We’ll start by defining the color space and the graphics context, a blank canvas where our custom drawing will take place.
// General Declarations
CGColorSpaceRef colorSpace = CGColorSpaceCreateDeviceRGB();
CGContextRef context = UIGraphicsGetCurrentContext();
Next, we will define the colors and the gradients that will be used throughout our implementation:
// Color Declarations
UIColor *borderColor = [UIColor colorWithRed:0.77f green:0.43f blue:0.00f alpha:1.00f];
UIColor *topColor = [UIColor colorWithRed:0.94f green:0.82f blue:0.52f alpha:1.00f];
UIColor *bottomColor = [UIColor colorWithRed:0.91f green:0.55f blue:0.00f alpha:1.00f];
UIColor *innerGlow = [UIColor colorWithWhite:1.0 alpha:0.5];
// Gradient Declarations
NSArray *gradientColors = (@[
(id)topColor.CGColor,
(id)bottomColor.CGColor
]);
CGGradientRef gradient = CGGradientCreateWithColors(colorSpace, (__bridge CFArrayRef)(gradientColors), NULL);
NSArray *highlightedGradientColors = (@[
(id)bottomColor.CGColor,
(id)topColor.CGColor
]);
CGGradientRef highlightedGradient = CGGradientCreateWithColors(colorSpace, (__bridge CFArrayRef)(highlightedGradientColors), NULL);
For the rounded rectangle shapes, we will be using UIBezierPath’s bezierPathWithRoundedRect class method.
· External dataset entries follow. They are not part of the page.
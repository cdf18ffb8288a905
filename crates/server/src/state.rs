use std::sync::Arc;

use service::period::Clock;
use service::repository::MessRepository;
use service::{MealService, MemberService, RateService};

/// Shared handler state: services over one injected data-access handle.
#[derive(Clone)]
pub struct ServerState {
    pub members: Arc<MemberService<dyn MessRepository>>,
    pub meals: Arc<MealService<dyn MessRepository>>,
    pub rate: Arc<RateService<dyn MessRepository>>,
}

impl ServerState {
    pub fn new(repo: Arc<dyn MessRepository>, clock: Arc<dyn Clock>) -> Self {
        Self {
            members: Arc::new(MemberService::new(Arc::clone(&repo))),
            meals: Arc::new(MealService::new(Arc::clone(&repo), clock)),
            rate: Arc::new(RateService::new(repo)),
        }
    }
}
use axum::{
    routing::{delete, get, post, put},
    Json, Router,
};
use tower_http::{
    cors::CorsLayer,
    trace::{TraceLayer, DefaultMakeSpan, DefaultOnRequest, DefaultOnResponse, DefaultOnFailure},
};
use tracing::Level;
use utoipa::OpenApi;
use utoipa_swagger_ui::SwaggerUi;

use common::types::{Health, LIVENESS_TEXT};

use crate::openapi::{ApiDoc, HealthResponse};
use crate::state::ServerState;

pub mod meals;
pub mod members;
pub mod rate;

#[utoipa::path(get, path = "/health", tag = "health", responses((status = 200, description = "OK", body = HealthResponse)))]
pub async fn health() -> Json<Health> {
    Json(Health { status: "ok" })
}

pub async fn liveness() -> &'static str {
    LIVENESS_TEXT
}

/// Build the full application router: registry, ledger, rate and docs.
pub fn build_router(state: ServerState, cors: CorsLayer) -> Router {
    let member_routes = Router::new()
        .route("/memberAdd", post(members::add_member))
        .route("/allMember", get(members::list_members))
        .route("/memberUpdate/:id", put(members::update_member))
        .route("/memberDelete/:id", delete(members::delete_member));

    let meal_routes = Router::new()
        .route("/addMeal", post(meals::add_meals))
        .route("/meals", get(meals::list_grouped))
        .route("/meals/today", get(meals::list_today))
        .route("/meals/weekly", get(meals::list_weekly))
        .route("/meals/monthly", get(meals::list_monthly))
        .route("/meals/monthly/by-member", get(meals::monthly_by_member))
        .route("/guest-meals/today", get(meals::guest_today))
        .route("/guest-meals/weekly", get(meals::guest_weekly))
        .route("/guest-meals/monthly", get(meals::guest_monthly));

    let rate_routes = Router::new()
        .route("/mealRate", get(rate::get_rate).post(rate::set_rate));

    Router::new()
        .route("/", get(liveness))
        .route("/health", get(health))
        .merge(member_routes)
        .merge(meal_routes)
        .merge(rate_routes)
        .merge(SwaggerUi::new("/docs").url("/api-docs/openapi.json", ApiDoc::openapi()))
        .with_state(state)
        .layer(cors)
        .layer(
            TraceLayer::new_for_http()
                // one INFO span per request with method and path
                .make_span_with(
                    DefaultMakeSpan::new()
                        .level(Level::INFO)
                        .include_headers(false),
                )
                .on_request(
                    DefaultOnRequest::new()
                        .level(Level::INFO),
                )
                // status and latency
                .on_response(
                    DefaultOnResponse::new()
                        .level(Level::INFO)
                        .include_headers(false),
                )
                .on_failure(
                    DefaultOnFailure::new()
                        .level(Level::ERROR),
                )
        )
}
pub mod routes;
pub mod startup;
pub mod state;
pub mod errors;
pub mod openapi;

pub use startup::run;
pub use state::ServerState;
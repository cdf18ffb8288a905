//! Business view of members, meal entries and the rate setting.
//!
//! Field names on the wire follow the mess frontend (`memberName`, `mealDate`,
//! `guestMeals`, `_id`), so serde renames are spelled out per field.

use chrono::{DateTime, NaiveDate, Utc};
use serde::{Deserialize, Serialize};
use utoipa::ToSchema;
use uuid::Uuid;

pub use models::member::UpdateOutcome;

#[derive(Debug, Clone, PartialEq, Eq, Serialize, Deserialize)]
pub struct Member {
    #[serde(rename = "_id", alias = "id")]
    pub id: Uuid,
    pub name: String,
    pub address: String,
}

impl From<models::member::Model> for Member {
    fn from(m: models::member::Model) -> Self {
        Self { id: m.id, name: m.name, address: m.address }
    }
}

/// Input for `POST /memberAdd`
#[derive(Debug, Clone, Serialize, Deserialize, ToSchema)]
pub struct NewMember {
    pub name: String,
    #[serde(default)]
    pub address: String,
}

/// Input for `PUT /memberUpdate/:id`; only these two fields are ever written.
#[derive(Debug, Clone, Serialize, Deserialize, ToSchema)]
pub struct MemberUpdate {
    pub name: String,
    pub address: String,
}

#[derive(Debug, Clone, Serialize, Deserialize)]
pub struct InsertAck {
    pub acknowledged: bool,
    #[serde(rename = "insertedId")]
    pub inserted_id: Uuid,
}

#[derive(Debug, Clone, Serialize, Deserialize)]
pub struct DeleteAck {
    pub acknowledged: bool,
    #[serde(rename = "deletedCount")]
    pub deleted_count: u64,
}

/// One element of the `POST /addMeal` batch.
#[derive(Debug, Clone, Serialize, Deserialize, ToSchema)]
pub struct MealDraft {
    pub member_id: Uuid,
    #[serde(rename = "memberName", default)]
    pub member_name: Option<String>,
    #[serde(rename = "memberAddress", default)]
    pub member_address: Option<String>,
    #[serde(rename = "guestMeals", default)]
    pub guest_meals: Option<i32>,
}

#[derive(Debug, Clone, PartialEq, Eq, Serialize, Deserialize)]
pub struct MealEntry {
    #[serde(rename = "_id", alias = "id")]
    pub id: Uuid,
    pub member_id: Uuid,
    #[serde(rename = "memberName")]
    pub member_name: Option<String>,
    #[serde(rename = "memberAddress")]
    pub member_address: Option<String>,
    #[serde(rename = "mealDate")]
    pub meal_date: NaiveDate,
    #[serde(rename = "guestMeals")]
    pub guest_meals: i32,
}

impl From<models::meal::Model> for MealEntry {
    fn from(m: models::meal::Model) -> Self {
        Self {
            id: m.id,
            member_id: m.member_id,
            member_name: m.member_name,
            member_address: m.member_address,
            meal_date: m.meal_date,
            guest_meals: m.guest_meals,
        }
    }
}

/// All entries recorded on one date.
#[derive(Debug, Clone, PartialEq, Eq, Serialize, Deserialize)]
pub struct DateGroup {
    #[serde(rename = "_id")]
    pub date: NaiveDate,
    #[serde(rename = "totalMeals")]
    pub total_meals: usize,
    pub meals: Vec<MealEntry>,
}

/// Per-member totals for one calendar month.
#[derive(Debug, Clone, PartialEq, Eq, Serialize, Deserialize)]
pub struct MonthlyMemberSummary {
    pub member_id: Uuid,
    #[serde(rename = "memberName")]
    pub member_name: String,
    pub year: i32,
    pub month: u32,
    #[serde(rename = "totalMeals")]
    pub total_meals: u64,
    #[serde(rename = "totalGuestMeals")]
    pub total_guest_meals: i64,
    #[serde(rename = "mealDates")]
    pub meal_dates: Vec<NaiveDate>,
}

#[derive(Debug, Clone, PartialEq, Serialize, Deserialize)]
pub struct RateSetting {
    #[serde(rename = "type")]
    pub key: String,
    pub value: f64,
    #[serde(rename = "updatedAt")]
    pub updated_at: DateTime<Utc>,
}

impl From<models::setting::Model> for RateSetting {
    fn from(m: models::setting::Model) -> Self {
        Self { key: m.key, value: m.value, updated_at: m.updated_at.with_timezone(&Utc) }
    }
}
// Draw rounded rectangle bezier path
UIBezierPath *roundedRectanglePath = [UIBezierPath bezierPathWithRoundedRect: CGRectMake(0, 0, 280, 37) cornerRadius: 4];
// Use the bezier as a clipping path
[roundedRectanglePath addClip];
// Use one of the two gradients depending on the state of the button
CGGradientRef background = self.highlighted? highlightedGradient : gradient;
// Draw gradient within the path
CGContextDrawLinearGradient(context, background, CGPointMake(140, 0), CGPointMake(140, 37), 0);
// Draw border
[borderColor setStroke];
roundedRectanglePath.lineWidth = 2;
[roundedRectanglePath stroke];
// Draw Inner Glow
UIBezierPath *innerGlowRect = [UIBezierPath bezierPathWithRoundedRect: CGRectMake(1.5, 1.5, 277, 34) cornerRadius: 2.5];
[innerGlow setStroke];
innerGlowRect.lineWidth = 1;
[innerGlowRect stroke];
// Cleanup
CGGradientRelease(gradient);
CGGradientRelease(highlightedGradient);
CGColorSpaceRelease(colorSpace);
In order to get our button to change appearance when highlighted, we’ll have to force drawRect to be called whenever the button is tapped. This can be done through calling setNeedsDisplay inside setHighlighted:
- (void)setHighlighted:(BOOL)highlighted
{
[self setNeedsDisplay];
[super setHighlighted:highlighted];
}
If you are not inclined to learn Core graphics and are willing to fork $99, you can use PaintCode, a “graphic editor” that generates the drawing code to go inside drawRect.
CALayer.
Get the demo app here.
Update: Andy Matuschak, a member of the UIKit team, was kind enough to point out in this article’s HN thread that these techniques have different performance ramifications. This is will be most certainly the topic of a future article.
Apple provides different ways to customize the look and feel of your iOS apps, and it’s only getting better with each major iOS release. Learning Objective-C and Core graphics is sure daunting for many designers, but it may be worthwhile considering how it can empower you and help you become more efficient on the long run.